Some 900 cars burned during Trump’s Paris visit

During President Donald Trump's visit to France for the national Bastille Day celebrations in Paris, immigrant suburbs erupted once again and almost a thousand cars were torched.

Published: July 19, 2017, 6:05 am

    Such scenes have become a regular feature of Arab and African neighbourhoods in Paris each year for Bastille Day celebrations. Clashes ensued in the French capital’s migrant-dominated suburbs once again with 13 security force members wounded and 897 cars burned.

    In the migrant-dominated Sevran in Seine-Saint-Denis, a policeman opened fire in the early hours of Saturday morning after he was lynched “by some 30 individuals who decided to attack him with maximal violence”, ACTU17 reported.

    The officer tried to scare away his attackers, some of whom were wielding iron bars. The policeman was rescued just in time by reinforcements and taken to hospital, with his face bloodied, and suffering multiple bruises, while one of the assailants was hit in the abdomen.

    Saint-Denis is not only France’s most immigrant-dense area, but also has one of the highest unemployment rates for youths, double the national average.
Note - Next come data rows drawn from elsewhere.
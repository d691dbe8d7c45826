use std::{
    fs,
    path::{Path, PathBuf},
};

use anyhow::{Context, Result};
use chrono::Local;

use crate::{
    config,
    database::{
        table::{
            stock::Stock,
            stock_data::{StockData, StockDataRow},
            stock_target::StockTarget,
        },
        Sqlite,
    },
    export::period::{PERIODS, PERIOD_COUNT},
    logging,
};

/// 報表的期別欄位與其位置
pub mod period;
/// 寫出 xlsx
pub mod xlsx;

/// 報表的一列：一家公司的一個指標在每一期的數值
#[derive(Debug, Clone, PartialEq)]
pub struct ReportRow {
    pub id: i64,
    pub stock_name: String,
    pub target_name: String,
    /// 位置與 [`period::PERIODS`] 相同，沒有資料的期別為 0
    pub values: [f64; PERIOD_COUNT],
}

impl ReportRow {
    fn new(id: i64, stock_name: &str, target_name: &str) -> Self {
        ReportRow {
            id,
            stock_name: stock_name.to_string(),
            target_name: target_name.to_string(),
            values: [0.0; PERIOD_COUNT],
        }
    }
}

/// 表頭：編號、名稱、指標，之後接上每一個期別
pub fn headers() -> Vec<String> {
    ["ID", "名称", "指标"]
        .iter()
        .chain(PERIODS.iter())
        .map(|h| h.to_string())
        .collect()
}

/// 將一家公司的數值依指標組成報表列
///
/// 列的順序依照 `target_names`，而非資料庫回傳的順序；
/// 沒有任何數值的指標不會產生列。
pub fn assemble(data: &[StockDataRow], target_names: &[String]) -> Vec<ReportRow> {
    let mut rows = Vec::new();

    for target_name in target_names {
        let mut row: Option<ReportRow> = None;

        for item in data.iter().filter(|d| &d.target_name == target_name) {
            let row = row.get_or_insert_with(|| {
                ReportRow::new(item.stock_id, &item.stock_name, target_name)
            });

            match period::index_of(&item.period) {
                Some(index) => row.values[index] = item.data,
                None => logging::warn_file_async(format!(
                    "Ignore the unknown period {} of stock {} target {}",
                    item.period, item.stock_id, target_name
                )),
            }
        }

        if let Some(row) = row {
            rows.push(row);
        }
    }

    rows
}

/// 從資料庫讀出所有追蹤中的公司並組成報表列
pub async fn collect(db: &Sqlite, limit: Option<i64>) -> Result<(Vec<ReportRow>, usize)> {
    let target_names = StockTarget::list_names(db.pool()).await?;
    let stocks = Stock::list_active(db.pool(), limit).await?;
    let mut rows = Vec::with_capacity(stocks.len() * target_names.len());

    for stock in &stocks {
        let data = StockData::fetch_by_stock(db.pool(), stock.id)
            .await
            .with_context(|| format!("Failed to read the data of stock {}", stock.id))?;
        rows.extend(assemble(&data, &target_names));
    }

    Ok((rows, target_names.len()))
}

/// 匯出報表，回傳寫出的檔案路徑
///
/// 檔名為 `stock-<unix 時間>.xlsx`，目錄不存在時會自動建立。
pub async fn run(
    db: &Sqlite,
    settings: &config::Export,
    out_dir: Option<&Path>,
    limit: Option<i64>,
) -> Result<PathBuf> {
    let (rows, merge_num) = collect(db, limit).await?;

    let dir = out_dir
        .map(Path::to_path_buf)
        .unwrap_or_else(|| PathBuf::from(&settings.dir));
    fs::create_dir_all(&dir)
        .with_context(|| format!("Failed to create the directory {}", dir.display()))?;

    let path = dir.join(format!("stock-{}.xlsx", Local::now().timestamp()));
    xlsx::write(&rows, &headers(), &settings.title, merge_num, &path)?;

    logging::info_file_async(format!(
        "export {} rows to {}",
        rows.len(),
        path.display()
    ));

    Ok(path)
}
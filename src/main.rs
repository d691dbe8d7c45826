#[cfg(all(target_os = "linux", target_env = "musl"))]
#[global_allocator]
static GLOBAL: mimalloc::MiMalloc = mimalloc::MiMalloc;

use std::path::PathBuf;

use anyhow::Result;
use clap::Parser;

use crate::{
    cli::{Cli, Command},
    config::code_file::{CodeFile, TokenSource},
    crawler::Fetcher,
    database::{table::stock::Stock, Sqlite},
    watcher::Watcher,
};

pub mod cli;
pub mod config;
pub mod crawler;
pub mod database;
pub mod declare;
pub mod export;
pub mod logging;
pub mod render;
pub mod util;
pub mod watcher;

#[tokio::main(flavor = "current_thread")]
async fn main() -> Result<()> {
    dotenv::dotenv().ok();

    let app = config::App::get()?;

    match Cli::parse().command() {
        Command::Watch { token, code_file } => watch(&app, token, code_file).await,
        Command::Export { limit, out } => {
            let db = open_database(&app).await?;
            let path = export::run(&db, &app.export, out.as_deref(), limit).await?;
            logging::info_console(format!("exported to {}", path.display()));
            Ok(())
        }
        Command::Seed { stocks } => {
            let db = open_database(&app).await?;
            let affected = database::seed::run(&db, stocks).await?;
            logging::info_console(format!("seeded {} rows", affected));
            Ok(())
        }
        Command::InitDb => {
            let db = open_database(&app).await?;
            let stocks = Stock::count(db.pool()).await?;
            logging::info_console(format!(
                "database {} is ready with {} stocks",
                app.sqlite.path, stocks
            ));
            Ok(())
        }
    }
}

/// 啟動階段的錯誤都直接結束程式，進入迴圈後就不再中止
async fn watch(app: &config::App, token: Option<String>, code_file: Option<PathBuf>) -> Result<()> {
    let path = code_file.unwrap_or_else(|| app.watch.code_file_path());

    let mut codes = CodeFile::load(&path)?;
    codes.apply_token(&path, &TokenSource::resolve(token))?;
    codes.ensure_token()?;

    let client = util::http::build_client(app.upstream.request_timeout())?;
    let fetcher = Fetcher::new(client, &app.upstream, codes.token.clone());

    Watcher::new(
        fetcher,
        codes.instruments,
        app.watch.poll_interval(),
        app.watch.color,
        std::io::stdout(),
    )
    .run()
    .await;

    Ok(())
}

async fn open_database(app: &config::App) -> Result<Sqlite> {
    let db = Sqlite::connect(&app.sqlite.path).await?;
    db.init_schema().await?;

    Ok(db)
}
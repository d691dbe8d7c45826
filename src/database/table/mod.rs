/// 上市公司 (`stock`)
pub mod stock;
/// 每一期的財報數值 (`stock_data`)
pub mod stock_data;
/// 財報指標 (`stock_target`)
pub mod stock_target;
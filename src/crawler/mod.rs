use async_trait::async_trait;
use reqwest::Client;
use serde::{Deserialize, Deserializer};
use thiserror::Error;

use crate::{
    config,
    crawler::{chongnengjihua::ChongNeng, sylapp::Sylapp},
    declare::{Instrument, InstrumentKind, QuoteRecord},
    logging,
};

/// 充能計畫 ETF 基本面報價
pub mod chongnengjihua;
/// 九方智投 個股 K 線報價
pub mod sylapp;

/// 抓取單一標的報價時可能發生的錯誤
#[derive(Error, Debug)]
pub enum FetchError {
    /// token 已過期，要重新取得 token 後以 --token 帶入
    #[error("token expired: {0}")]
    TokenExpired(String),

    /// 上游回覆了非成功的代碼
    #[error("upstream returned code {code}: {message}")]
    Upstream { code: String, message: String },

    /// 請求沒有送達或回覆的 HTTP 狀態不是成功
    #[error("request failed: {0:#}")]
    Transport(anyhow::Error),

    /// 回覆的內容不是預期的 JSON
    #[error("failed to decode response: {0}")]
    Decode(#[from] serde_json::Error),
}

impl FetchError {
    pub fn is_token_expired(&self) -> bool {
        matches!(self, FetchError::TokenExpired(_))
    }
}

/// 上游偶爾以 `null` 代替數值，與缺少欄位一樣當成預設值
pub(crate) fn null_as_default<'de, D, T>(deserializer: D) -> Result<T, D::Error>
where
    D: Deserializer<'de>,
    T: Default + Deserialize<'de>,
{
    Ok(Option::<T>::deserialize(deserializer)?.unwrap_or_default())
}

/// 報價來源，每次呼叫只會發出一個 HTTP 請求
#[async_trait]
pub trait QuoteSource: Send + Sync {
    async fn fetch(&self, instrument: &Instrument) -> Result<QuoteRecord, FetchError>;
}

/// 依標的種類分派到個股或 ETF 的報價來源
pub struct Fetcher {
    equity: Sylapp,
    fund: ChongNeng,
}

impl Fetcher {
    pub fn new(client: Client, upstream: &config::Upstream, token: String) -> Self {
        Fetcher {
            equity: Sylapp::new(client.clone(), upstream.kline_url.clone(), token),
            fund: ChongNeng::new(client, upstream.fundamentals_url.clone()),
        }
    }
}

#[async_trait]
impl QuoteSource for Fetcher {
    async fn fetch(&self, instrument: &Instrument) -> Result<QuoteRecord, FetchError> {
        match instrument.kind {
            InstrumentKind::Equity => self.equity.fetch(instrument).await,
            InstrumentKind::Fund => self.fund.fetch(instrument).await,
        }
    }
}

/// 依序取得每一檔標的的報價
///
/// 單一標的失敗只記錄日誌並以全為零的紀錄代替，讓表格的列數與欄位保持不變，
/// 其餘標的照常處理。
pub async fn fetch_all(source: &impl QuoteSource, instruments: &[Instrument]) -> Vec<QuoteRecord> {
    let mut records = Vec::with_capacity(instruments.len());

    for instrument in instruments {
        let record = match source.fetch(instrument).await {
            Ok(record) => record.with_identity(instrument),
            Err(why) => {
                if why.is_token_expired() {
                    logging::error_file_async(format!(
                        "Failed to fetch {} because the token has expired, restart with --token <new token>. {}",
                        instrument, why
                    ));
                } else {
                    logging::error_file_async(format!(
                        "Failed to fetch {} because {}",
                        instrument, why
                    ));
                }

                QuoteRecord::blank(&instrument.code, &instrument.name)
            }
        };

        records.push(record);
    }

    records
}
    In 2013, staff at Saint Denis’s employment agency went on strike, complaining that each of the 20 counsellors had a case-load of over 500 applicants to deal with. “Twenty percent of them do not speak French,” one reportedly said. “There is, sadly, not a lot we can do for them.”

    According to the French interior ministry, the total of 945, which included cars that were either “totally destroyed” or “more lightly affected”, amounted to a 17 per cent rise compared to last year.

    This year, the number of cars burned were up from Bastille Day celebrations in 2016, when 855 vehicles were torched. On New Year’s Eve, 2017, an arson rampage resulted in 945 parked cars being set on fire. The numbers sparked a row over whether the government was being truthful about the figures as the ministry had chosen to release a much lower figure of 650 cars torched, Le Monde, the national daily newspaper, said. The daily said that the government was only reporting on the cars that were “directly” torched, ignoring those that caught fire nearby from leaping flames.

    The French Interior Ministry said 368 people were detained and placed in custody for public violence on the nights of 13 and 14 July. “It is thanks to the large mobilisation of our security forces that there has been a significant reduction of the number of violent incidents, especially those involving fighting on the streets, committed on the fringes of the July 14 festivities,” Pierre-Henry Brandet, the spokesman for the Ministry of the Interior said.

    “Our security forces have been the target of intolerable attacks in the course of several instances of urban violence,” he said, confirming that 13 police officers and soldiers were wounded during the intervention.

    “The perpetrators will have to face up to their actions in court, as will the people who carried out torchings of vehicles — incidents of which there were clearly too many,” Brandet added.

    The sinister annual “tradition” started in Strasbourg, eastern France in the 1990s, in the the city’s high-immigrant districts. It quickly caught on in cities across the country, and is seen as a litmus test of general social unrest in immigrant-dense areas.